### [Task statement]
Reproduce each entry below verbatim.

### [Given data]
---+---

impl AuthService {
    pub fn new(
        config: &AuthConfig,
        users: Arc<dyn UserDirectory>,
        refresh_tokens: Arc<dyn RefreshTokenStore>,
    ) -> Self {
        Self {
            jwt_config: JwtConfig::from(config),
            refresh_token_ttl: Duration::days(i64::from(config.refresh_token_ttl_days)),
            password_config: PasswordConfig::default(),
            users,
            refresh_tokens,
            decoy_hash: Arc::new(OnceCell::new()),
        }
    }

    /// Override the Argon2 parameters used for new hashes
    pub fn with_password_config(mut self, password_config: PasswordConfig) -> Self {
        self.password_config = password_config;
        self
    }

    pub fn jwt_config(&self) -> &JwtConfig {
        &self.jwt_config
    }

    pub fn users(&self) -> Arc<dyn UserDirectory> {
        self.users.clone()
    }

    /// Register a new member account and issue its first token pair
    ///
    /// Checks run in order: email, password strength, names, uniqueness.
    pub async fn register(&self, request: RegisterRequest) -> Result<AuthResponse, AppError> {
        validate_email(&request.email)?;
        validate_password_strength(&request.password).map_err(AppError::Validation)?;
        validate_required("first_name", &request.first_name)?;
        validate_required("last_name", &request.last_name)?;

        if self.users.find_by_email(&request.email).await?.is_some() {
            return Err(AppError::AlreadyExists("email already exists".to_string()));
        }

        let password_hash =
            hash_password_blocking(request.password, self.password_config.clone()).await?;

        // A concurrent registration can still win between the check and the insert
        let user = self
            .users
            .create(NewUser {
                email: request.email,
                password_hash,
                first_name: request.first_name,
                last_name: request.last_name,
                role: UserRole::Member,
            })
            .await
            .map_err(duplicate_email)?;

        tracing::debug!(user_id = %user.id, "user registered");
        self.issue_token_pair(&user, now_micros()).await
    }

    /// Authenticate with email and password
    ///
    /// Unknown email and wrong password fail identically.
    pub async fn login(&self, request: LoginRequest) -> Result<AuthResponse, AppError> {
        let Some(user) = self.users.find_by_email(&request.email).await? else {
            self.verify_against_decoy(request.password).await;
            return Err(AppError::Unauthorized(INVALID_CREDENTIALS.to_string()));
        };

        let password_valid =
            verify_password_blocking(request.password, user.password_hash.clone()).await?;
        if !password_valid {
            return Err(AppError::Unauthorized(INVALID_CREDENTIALS.to_string()));
        }

        self.issue_token_pair(&user, now_micros()).await
    }

    /// Exchange a refresh token for a new pair
    ///
    /// The presented token is consumed, and every access token issued to
    /// the user before this call is invalidated. Of several concurrent
    /// calls with the same token, at most one succeeds.
    pub async fn refresh(&self, refresh_token: &str) -> Result<AuthResponse, AppError> {
        let token_hash = hash_refresh_token(refresh_token);

        let stored = self
            .refresh_tokens
            .find_by_token(&token_hash)
            .await?
            .ok_or_else(|| AppError::Unauthorized(INVALID_REFRESH_TOKEN.to_string()))?;

        let now = now_micros();
        if stored.is_expired_at(now) {
            self.refresh_tokens.delete_by_token(&token_hash).await?;
            return Err(AppError::Unauthorized("refresh token expired".to_string()));
        }

        if !self.refresh_tokens.delete_by_token(&token_hash).await? {
            tracing::debug!(user_id = %stored.user_id, "refresh token consumed concurrently");
            return Err(AppError::Unauthorized(INVALID_REFRESH_TOKEN.to_string()));
        }

        self.users.invalidate_tokens(&stored.user_id, now).await?;

        let user = self
            .users
            .find_by_id(&stored.user_id)
            .await?
            .ok_or_else(|| AppError::Unauthorized("user not found".to_string()))?;

        // Issued exactly at the cutoff, so the new access token survives it
        self.issue_token_pair(&user, now).await
    }

    /// Revoke every session of a user
    ///
    /// Returns how many refresh tokens were deleted. Safe to repeat.
    pub async fn logout(&self, user_id: &str) -> Result<u64, AppError> {
        self.users.invalidate_tokens(user_id, now_micros()).await?;
        let removed = self.refresh_tokens.delete_all_for_user(user_id).await?;
        Ok(removed)
    }

    /// Public profile of a user
    pub async fn get_user(&self, user_id: &str) -> Result<UserPublic, AppError> {
        let user = self
            .users
            .find_by_id(user_id)
            .await?
            .ok_or_else(|| AppError::NotFound("user not found".to_string()))?;

        Ok(user.to_public())
    }

    /// Create the owner account if no user holds `email` yet
    ///
    /// Returns `true` when an account was created. An existing account is
    /// left untouched, whatever its role.
    pub async fn ensure_owner(&self, email: &str, password: &str) -> Result<bool, AppError> {
        validate_email(email)?;
        validate_password_strength(password).map_err(AppError::Validation)?;

        if self.users.find_by_email(email).await?.is_some() {
            return Ok(false);
        }

        let password_hash =
            hash_password_blocking(password.to_string(), self.password_config.clone()).await?;

        let created = self
            .users
            .create(NewUser {
                email: email.to_string(),
                password_hash,
                first_name: "Super".to_string(),
                last_name: "Admin".to_string(),
                role: UserRole::Owner,
            })
            .await;

        match created {
            Ok(user) => {
                tracing::info!(user_id = %user.id, email = %user.email, "owner account created");
                Ok(true)
            }
            Err(LibrisError::Duplicate(_)) => Ok(false),
            Err(e) => Err(e.into()),
        }
    }

    /// Delete refresh tokens that are past their expiry
    pub async fn purge_expired(&self) -> Result<u64, AppError> {
        Ok(self.refresh_tokens.delete_expired(now_micros()).await?)
    }

    /// Spend one Argon2 verification so an unknown email costs what a known one does
    async fn verify_against_decoy(&self, password: String) {
        let decoy = self
            .decoy_hash
            .get_or_try_init(|| {
                hash_password_blocking(DECOY_PASSWORD.to_string(), self.password_config.clone())
            })
            .await;

        match decoy {
            Ok(hash) => {
                if let Err(e) = verify_password_blocking(password, hash.clone()).await {
                    tracing::warn!(error = %e, "decoy password verification failed");
                }
            }
            Err(e) => tracing::warn!(error = %e, "failed to prepare decoy password hash"),
        }
    }

    async fn issue_token_pair(
        &self,
        user: &User,
        issued_at: DateTime<Utc>,
    ) -> Result<AuthResponse, AppError> {
        let access_token =
            issue_access_token_at(&self.jwt_config, &user.id, &user.email, user.role, issued_at)?;

        let refresh_token = generate_refresh_token();
        let expires_at = issued_at + self.refresh_token_ttl;
        self.refresh_tokens
            .create(&user.id, &hash_refresh_token(&refresh_token), expires_at)
            .await
            .map_err(|e| AppError::internal("failed to store refresh token", e))?;

        Ok(AuthResponse {
            access_token,
            refresh_token,
            token_type: "Bearer".to_string(),
            expires_in: self.jwt_config.access_expiration_secs,
            user: user.to_public(),
        })
    }
}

---+---

### [The answer]
impl AuthService {
    pub fn new(
        config: &AuthConfig,
        users: Arc<dyn UserDirectory>,
        refresh_tokens: Arc<dyn RefreshTokenStore>,
    ) -> Self {
        Self {
            jwt_config: JwtConfig::from(config),
            refresh_token_ttl: Duration::days(i64::from(config.refresh_token_ttl_days)),
            password_config: PasswordConfig::default(),
            users,
            refresh_tokens,
            decoy_hash: Arc::new(OnceCell::new()),
        }
    }

    /// Override the Argon2 parameters used for new hashes
    pub fn with_password_config(mut self, password_config: PasswordConfig) -> Self {
        self.password_config = password_config;
        self
    }

    pub fn jwt_config(&self) -> &JwtConfig {
        &self.jwt_config
    }

    pub fn users(&self) -> Arc<dyn UserDirectory> {
        self.users.clone()
    }

    /// Register a new member account and issue its first token pair
    ///
    /// Checks run in order: email, password strength, names, uniqueness.
    pub async fn register(&self, request: RegisterRequest) -> Result<AuthResponse, AppError> {
        validate_email(&request.email)?;
        validate_password_strength(&request.password).map_err(AppError::Validation)?;
        validate_required("first_name", &request.first_name)?;
        validate_required("last_name", &request.last_name)?;

        if self.users.find_by_email(&request.email).await?.is_some() {
            return Err(AppError::AlreadyExists("email already exists".to_string()));
        }

        let password_hash =
            hash_password_blocking(request.password, self.password_config.clone()).await?;

        // A concurrent registration can still win between the check and the insert
        let user = self
            .users
            .create(NewUser {
                email: request.email,
                password_hash,
                first_name: request.first_name,
                last_name: request.last_name,
                role: UserRole::Member,
            })
            .await
            .map_err(duplicate_email)?;

        tracing::debug!(user_id = %user.id, "user registered");
        self.issue_token_pair(&user, now_micros()).await
    }

    /// Authenticate with email and password
    ///
    /// Unknown email and wrong password fail identically.
    pub async fn login(&self, request: LoginRequest) -> Result<AuthResponse, AppError> {
        let Some(user) = self.users.find_by_email(&request.email).await? else {
            self.verify_against_decoy(request.password).await;
            return Err(AppError::Unauthorized(INVALID_CREDENTIALS.to_string()));
        };

        let password_valid =
            verify_password_blocking(request.password, user.password_hash.clone()).await?;
        if !password_valid {
            return Err(AppError::Unauthorized(INVALID_CREDENTIALS.to_string()));
        }

        self.issue_token_pair(&user, now_micros()).await
    }

    /// Exchange a refresh token for a new pair
    ///
    /// The presented token is consumed, and every access token issued to
    /// the user before this call is invalidated. Of several concurrent
    /// calls with the same token, at most one succeeds.
    pub async fn refresh(&self, refresh_token: &str) -> Result<AuthResponse, AppError> {
        let token_hash = hash_refresh_token(refresh_token);

        let stored = self
            .refresh_tokens
            .find_by_token(&token_hash)
            .await?
            .ok_or_else(|| AppError::Unauthorized(INVALID_REFRESH_TOKEN.to_string()))?;

        let now = now_micros();
        if stored.is_expired_at(now) {
            self.refresh_tokens.delete_by_token(&token_hash).await?;
            return Err(AppError::Unauthorized("refresh token expired".to_string()));
        }

        if !self.refresh_tokens.delete_by_token(&token_hash).await? {
            tracing::debug!(user_id = %stored.user_id, "refresh token consumed concurrently");
            return Err(AppError::Unauthorized(INVALID_REFRESH_TOKEN.to_string()));
        }

        self.users.invalidate_tokens(&stored.user_id, now).await?;

        let user = self
            .users
            .find_by_id(&stored.user_id)
            .await?
            .ok_or_else(|| AppError::Unauthorized("user not found".to_string()))?;

        // Issued exactly at the cutoff, so the new access token survives it
        self.issue_token_pair(&user, now).await
    }

    /// Revoke every session of a user
    ///
    /// Returns how many refresh tokens were deleted. Safe to repeat.
    pub async fn logout(&self, user_id: &str) -> Result<u64, AppError> {
        self.users.invalidate_tokens(user_id, now_micros()).await?;
        let removed = self.refresh_tokens.delete_all_for_user(user_id).await?;
        Ok(removed)
    }

    /// Public profile of a user
    pub async fn get_user(&self, user_id: &str) -> Result<UserPublic, AppError> {
        let user = self
            .users
            .find_by_id(user_id)
            .await?
            .ok_or_else(|| AppError::NotFound("user not found".to_string()))?;

        Ok(user.to_public())
    }

    /// Create the owner account if no user holds `email` yet
    ///
    /// Returns `true` when an account was created. An existing account is
    /// left untouched, whatever its role.
    pub async fn ensure_owner(&self, email: &str, password: &str) -> Result<bool, AppError> {
        validate_email(email)?;
        validate_password_strength(password).map_err(AppError::Validation)?;

        if self.users.find_by_email(email).await?.is_some() {
            return Ok(false);
        }

        let password_hash =
            hash_password_blocking(password.to_string(), self.password_config.clone()).await?;

        let created = self
            .users
            .create(NewUser {
                email: email.to_string(),
                password_hash,
                first_name: "Super".to_string(),
                last_name: "Admin".to_string(),
                role: UserRole::Owner,
            })
            .await;

        match created {
            Ok(user) => {
                tracing::info!(user_id = %user.id, email = %user.email, "owner account created");
                Ok(true)
            }
            Err(LibrisError::Duplicate(_)) => Ok(false),
            Err(e) => Err(e.into()),
        }
    }

    /// Delete refresh tokens that are past their expiry
    pub async fn purge_expired(&self) -> Result<u64, AppError> {
        Ok(self.refresh_tokens.delete_expired(now_micros()).await?)
    }

    /// Spend one Argon2 verification so an unknown email costs what a known one does
    async fn verify_against_decoy(&self, password: String) {
        let decoy = self
            .decoy_hash
            .get_or_try_init(|| {
                hash_password_blocking(DECOY_PASSWORD.to_string(), self.password_config.clone())
            })
            .await;

        match decoy {
            Ok(hash) => {
                if let Err(e) = verify_password_blocking(password, hash.clone()).await {
                    tracing::warn!(error = %e, "decoy password verification failed");
                }
            }
            Err(e) => tracing::warn!(error = %e, "failed to prepare decoy password hash"),
        }
    }

    async fn issue_token_pair(
        &self,
        user: &User,
        issued_at: DateTime<Utc>,
    ) -> Result<AuthResponse, AppError> {
        let access_token =
            issue_access_token_at(&self.jwt_config, &user.id, &user.email, user.role, issued_at)?;

        let refresh_token = generate_refresh_token();
        let expires_at = issued_at + self.refresh_token_ttl;
        self.refresh_tokens
            .create(&user.id, &hash_refresh_token(&refresh_token), expires_at)
            .await
            .map_err(|e| AppError::internal("failed to store refresh token", e))?;

        Ok(AuthResponse {
            access_token,
            refresh_token,
            token_type: "Bearer".to_string(),
            expires_in: self.jwt_config.access_expiration_secs,
            user: user.to_public(),
        })
    }
}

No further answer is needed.